Member of the Assembly of the Republic
- Incumbent
- Assumed office 3 June 2025
- Constituency: Lisbon

Personal details
- Born: 11 May 2002 (age 24)
- Party: Chega

= Rui Cardoso (politician) =

Portuguese politician (born 2002)

Rui Miguel Candeias Cardoso (born 11 May 2002) is a Portuguese politician serving as a member of the Assembly of the Republic since 2025. He previously served as education policy advisor to Chega's parliamentary group.

== Education and career ==
He graduated with a licentiate degree in History from the School of Arts and Humanities of the University of Lisbon and pursued a master's degree in education for lower and upper secondary levels. Before entering parliament, he worked as a history teacher in both lower and upper secondary schools, and served as an advisor to the Chega Parliamentary group within the Committee on Education and Science.

== Member of the Assembly of the Republic ==

=== XVII Legislature of the Portuguese Republic ===
In the 2025 legislative elections, Rui Cardoso was elected as a member of the Assembly of the Republic, running as the 11th candidate on the Chega party list for the Lisbon constituency. Being only 23 years old at the time of the election, he became one of the youngest members of parliament in the country. In an interview with Diário de Notícias, he described the moment of his election as "an incredible emotion," recalling that he had even turned off his mobile phone assuming he would not make it into Parliament, only to be surprised by the call after the final parish of Avenidas Novas had closed its vote count.

During the XVII Legislature, he became prominent in parliamentary debates and public interventions concerning education, higher education, and rural affairs. In April 2026, he participated in a parliamentary debate regarding the removal of works by José Saramago from the compulsory school reading list. He supported their removal, criticizing what he described as ideological politicization in education by previous governments.

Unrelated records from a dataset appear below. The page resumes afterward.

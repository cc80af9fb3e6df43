//! Fetch phase: retrieve every due article, politely, and record the result.
//!
//! Requests run with bounded concurrency (`buffer_unordered`, as the article
//! pipeline always has) while a shared [`Pacer`] keeps request starts at
//! least one politeness delay apart. All writes for one URL (the optional
//! snapshot and its fetch record) commit in one transaction, and writers are
//! serialized so the store sees at most one at a time.

use crate::alerts::{AlertSink, request_error_message};
use crate::detect::{ChangeDetector, Detection};
use crate::error::Result;
use crate::http::{HttpRetriever, Pacer, Retrieval};
use crate::models::{FetchOutcome, NewFetchRecord, Tier};
use crate::schedule::DueSet;
use crate::scrapers::Extractor;
use crate::store::{Store, fetch_log};
use chrono::{DateTime, Utc};
use futures::stream::{self, StreamExt, TryStreamExt};
use serde::Serialize;
use std::time::Duration;
use tokio::sync::Mutex;
use tokio::time::Instant;
use tracing::{info, instrument, warn};

/// Tallies for one fetch phase.
#[derive(Debug, Clone, Copy, Default, PartialEq, Eq, Serialize)]
pub struct FetchSummary {
    pub succeeded: usize,
    pub failed: usize,
    /// First version stored for a newly tracked article.
    pub new: usize,
    pub changed: usize,
    pub unchanged: usize,
}

impl FetchSummary {
    fn record(&mut self, attempt: Attempt) {
        match attempt {
            Attempt::Failed(_) => self.failed += 1,
            Attempt::Fetched(d) => {
                self.succeeded += 1;
                if d.changed {
                    self.changed += 1;
                } else if d.is_new() {
                    self.new += 1;
                } else {
                    self.unchanged += 1;
                }
            }
        }
    }
}

#[derive(Debug, Clone, Copy)]
enum Attempt {
    Fetched(Detection),
    Failed(FetchOutcome),
}

#[derive(Debug, Clone, Copy)]
pub struct FetchSettings {
    pub politeness_delay: Duration,
    pub request_timeout: Duration,
    pub max_concurrent: usize,
}

pub struct FetchExecutor<H, X, A> {
    store: Store,
    retriever: H,
    extractor: X,
    alerts: A,
    detector: ChangeDetector,
    pacer: Pacer,
    timeout: Duration,
    max_concurrent: usize,
    writer: Mutex<()>,
}

impl<H, X, A> FetchExecutor<H, X, A>
where
    H: HttpRetriever,
    X: Extractor,
    A: AlertSink,
{
    pub fn new(
        store: Store,
        retriever: H,
        extractor: X,
        alerts: A,
        detector: ChangeDetector,
        settings: FetchSettings,
    ) -> Self {
        Self {
            store,
            retriever,
            extractor,
            alerts,
            detector,
            pacer: Pacer::new(settings.politeness_delay),
            timeout: settings.request_timeout,
            max_concurrent: settings.max_concurrent.max(1),
            writer: Mutex::new(()),
        }
    }

    pub fn alerts(&self) -> &A {
        &self.alerts
    }

    /// Fetch every URL in `due`. Attempt times are `started_at` plus the
    /// time elapsed since the phase began.
    ///
    /// Retrieval failures are recorded and alerted, never returned. A
    /// persistence error stops the phase and is returned; the URL it hit
    /// keeps none of its writes.
    #[instrument(level = "info", skip_all, fields(due = due.len()))]
    pub async fn run(&self, due: &DueSet, started_at: DateTime<Utc>) -> Result<FetchSummary> {
        let clock = Instant::now();

        let summary = stream::iter(due.urls.iter())
            .map(|(url, tier)| self.fetch_one(url, *tier, started_at, clock))
            .buffer_unordered(self.max_concurrent)
            .try_fold(FetchSummary::default(), |mut summary, attempt| async move {
                summary.record(attempt);
                Ok(summary)
            })
            .await?;

        info!(
            succeeded = summary.succeeded,
            failed = summary.failed,
            new = summary.new,
            changed = summary.changed,
            unchanged = summary.unchanged,
            "Fetch phase complete"
        );
        Ok(summary)
    }

    async fn fetch_one(
        &self,
        url: &str,
        tier: Tier,
        started_at: DateTime<Utc>,
        clock: Instant,
    ) -> Result<Attempt> {
        self.pacer.wait_turn().await;
        let attempted_at =
            started_at + chrono::Duration::from_std(clock.elapsed()).unwrap_or(chrono::Duration::zero());

        match self.retriever.fetch(url, self.timeout).await {
            Retrieval::Success(raw) => {
                let fields = self.extractor.extract(&raw);

                let _writer = self.writer.lock().await;
                let mut tx = self.store.begin().await?;
                let detection = self
                    .detector
                    .detect(&mut tx, url, &fields, attempted_at, &raw)
                    .await?;
                let record = NewFetchRecord::succeeded(
                    url,
                    tier,
                    attempted_at,
                    detection.changed,
                    detection.snapshot_id,
                );
                fetch_log::append(&mut tx, &record).await?;
                tx.commit().await?;
                Ok(Attempt::Fetched(detection))
            }
            failure => {
                let outcome = failure.outcome();
                {
                    let _writer = self.writer.lock().await;
                    let mut conn = self.store.acquire().await?;
                    let record = NewFetchRecord::failed(url, tier, attempted_at, outcome);
                    fetch_log::append(&mut conn, &record).await?;
                }
                warn!(%url, %tier, %outcome, "Fetch failed");
                self.alerts
                    .notify(&request_error_message(url, attempted_at, outcome))
                    .await;
                Ok(Attempt::Failed(outcome))
            }
        }
    }
}

#[cfg(test)]
mod tests {
    use super::*;
    use crate::models::ArticleFields;
    use crate::scrapers::bbc::BbcExtractor;
    use crate::store::{snapshots, tracking};
    use crate::testing::{PassThroughExtractor, RecordingAlerts, ScriptedRetriever};
    use chrono::TimeZone;

    fn now() -> DateTime<Utc> {
        Utc.with_ymd_and_hms(2025, 5, 6, 12, 0, 0).unwrap()
    }

    fn settings(max_concurrent: usize) -> FetchSettings {
        FetchSettings {
            politeness_delay: Duration::ZERO,
            request_timeout: Duration::from_secs(1),
            max_concurrent,
        }
    }

    fn executor(
        store: &Store,
        retriever: &ScriptedRetriever,
        alerts: &RecordingAlerts,
        max_concurrent: usize,
    ) -> FetchExecutor<ScriptedRetriever, PassThroughExtractor, RecordingAlerts> {
        FetchExecutor::new(
            store.clone(),
            retriever.clone(),
            PassThroughExtractor,
            alerts.clone(),
            ChangeDetector::new(true),
            settings(max_concurrent),
        )
    }

    async fn track(store: &Store, urls: &[&str]) -> DueSet {
        let mut conn = store.acquire().await.unwrap();
        let mut due = DueSet::default();
        for url in urls {
            tracking::insert(&mut conn, url, Tier::FRESH).await.unwrap();
            due.urls.insert(url.to_string(), Tier::FRESH);
        }
        due
    }

    #[tokio::test]
    async fn test_edited_article_records_change() {
        let store = Store::open_in_memory().await.unwrap();
        let retriever = ScriptedRetriever::new();
        let alerts = RecordingAlerts::default();
        let due = track(&store, &["https://b"]).await;
        {
            let mut conn = store.acquire().await.unwrap();
            let x = ArticleFields {
                headline: Some("Headline".into()),
                body: Some("X".into()),
                ..Default::default()
            };
            snapshots::append(&mut conn, "https://b", now(), None, &x).await.unwrap();
        }
        retriever.push("https://b", Retrieval::Success("Y".into()));
        retriever.push("https://b", Retrieval::Success("Y".into()));
        let exec = executor(&store, &retriever, &alerts, 1);

        let first = exec.run(&due, now()).await.unwrap();
        assert_eq!(first.changed, 1);
        let second = exec.run(&due, now()).await.unwrap();
        assert_eq!(second.unchanged, 1);

        let mut conn = store.acquire().await.unwrap();
        let records = fetch_log::records_for(&mut conn, "https://b").await.unwrap();
        let latest = snapshots::latest(&mut conn, "https://b").await.unwrap().unwrap();
        assert_eq!(latest.fields.body.as_deref(), Some("Y"));
        assert!(records[0].changed);
        assert_eq!(records[0].snapshot_id, Some(latest.id));
        assert!(!records[1].changed);
        assert_eq!(records[1].snapshot_id, None);
        assert_eq!(snapshots::count_for(&mut conn, "https://b").await.unwrap(), 2);
        assert!(alerts.messages().is_empty());
    }

    #[tokio::test]
    async fn test_restyled_bbc_page_is_not_a_new_version() {
        let page = |class: &str| {
            format!(
                r#"<html><body><h1 class="{class}-h">Storm hits coast</h1>
                <time data-testid="timestamp" datetime="2025-05-06T08:00:00.000Z">6 May</time>
                <div data-component="text-block"><p class="{class}-p">Winds of <b class="{class}-b">90mph</b>.</p></div>
                </body></html>"#
            )
        };
        let store = Store::open_in_memory().await.unwrap();
        let retriever = ScriptedRetriever::new();
        let alerts = RecordingAlerts::default();
        let due = track(&store, &["https://bbc/a"]).await;
        retriever.push("https://bbc/a", Retrieval::Success(page("sc-1a2b")));
        retriever.push("https://bbc/a", Retrieval::Success(page("ssrcss-9zq")));
        let exec = FetchExecutor::new(
            store.clone(),
            retriever.clone(),
            BbcExtractor,
            alerts.clone(),
            ChangeDetector::new(true),
            settings(1),
        );

        assert_eq!(exec.run(&due, now()).await.unwrap().new, 1);
        let second = exec.run(&due, now()).await.unwrap();
        assert_eq!(second.unchanged, 1);
        assert_eq!(second.changed, 0);

        let mut conn = store.acquire().await.unwrap();
        assert_eq!(snapshots::count_for(&mut conn, "https://bbc/a").await.unwrap(), 1);
        let records = fetch_log::records_for(&mut conn, "https://bbc/a").await.unwrap();
        assert_eq!(records.len(), 2);
        assert!(!records[1].changed);
        assert_eq!(records[1].snapshot_id, None);
    }

    #[tokio::test]
    async fn test_timeout_is_recorded_and_alerted() {
        let store = Store::open_in_memory().await.unwrap();
        let retriever = ScriptedRetriever::new();
        let alerts = RecordingAlerts::default();
        let due = track(&store, &["https://c"]).await;
        retriever.push("https://c", Retrieval::Timeout);

        let summary = executor(&store, &retriever, &alerts, 1).run(&due, now()).await.unwrap();
        assert_eq!(summary.failed, 1);

        let mut conn = store.acquire().await.unwrap();
        let records = fetch_log::records_for(&mut conn, "https://c").await.unwrap();
        assert_eq!(records.len(), 1);
        assert_eq!(records[0].outcome, FetchOutcome::Timeout);
        assert!(!records[0].changed);
        assert_eq!(records[0].snapshot_id, None);
        assert_eq!(tracking::get(&mut conn, "https://c").await.unwrap(), Some(Tier::FRESH));
        assert_eq!(alerts.messages().len(), 1);
        assert!(alerts.messages()[0].contains("timeout"));
    }

    #[tokio::test]
    async fn test_mixed_outcomes_with_concurrency() {
        let store = Store::open_in_memory().await.unwrap();
        let retriever = ScriptedRetriever::new();
        let alerts = RecordingAlerts::default();
        let due = track(&store, &["https://1", "https://2", "https://3", "https://4"]).await;
        retriever.push("https://1", Retrieval::Success("one".into()));
        retriever.push("https://2", Retrieval::HttpError(404));
        retriever.push("https://3", Retrieval::Success("three".into()));
        // https://4 is unscripted and fails to connect

        let summary = executor(&store, &retriever, &alerts, 3).run(&due, now()).await.unwrap();
        assert_eq!(
            summary,
            FetchSummary {
                succeeded: 2,
                failed: 2,
                new: 2,
                changed: 0,
                unchanged: 0
            }
        );
        assert_eq!(retriever.calls().len(), 4);
        assert_eq!(store.totals().await.unwrap().fetches, 4);
        assert_eq!(store.totals().await.unwrap().snapshots, 2);
    }

    #[tokio::test]
    async fn test_persistence_failure_is_returned() {
        let store = Store::open_in_memory().await.unwrap();
        let retriever = ScriptedRetriever::new();
        let alerts = RecordingAlerts::default();
        // Not in the tracking table, so the snapshot insert violates its foreign key
        let mut due = DueSet::default();
        due.urls.insert("https://ghost".to_string(), Tier::FRESH);
        retriever.push("https://ghost", Retrieval::Success("boo".into()));

        let err = executor(&store, &retriever, &alerts, 1)
            .run(&due, now())
            .await
            .unwrap_err();
        assert!(err.is_fatal());
        let totals = store.totals().await.unwrap();
        assert_eq!((totals.snapshots, totals.fetches), (0, 0));
    }
}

In 2026, he was also involved in the debate surrounding inclusive language in higher education. This came after he denounced academic guidelines sent by Nova University Lisbon to its students regarding terms and language styles deemed inappropriate in the name of "inclusion"—a topic that was subsequently analyzed by the fact-checking platform Polígrafo. In May 2026, he was at the center of a tense moment in Parliament during a debate with the Socialist Party (PS) over the state of public schools, during which he stated that the PS had destroyed education in Portugal. Rui Cardoso was also the Chega parliamentary group's designated member responsible for overseeing, drafting, and debating the new Legal Regime for Higher Education Institutions.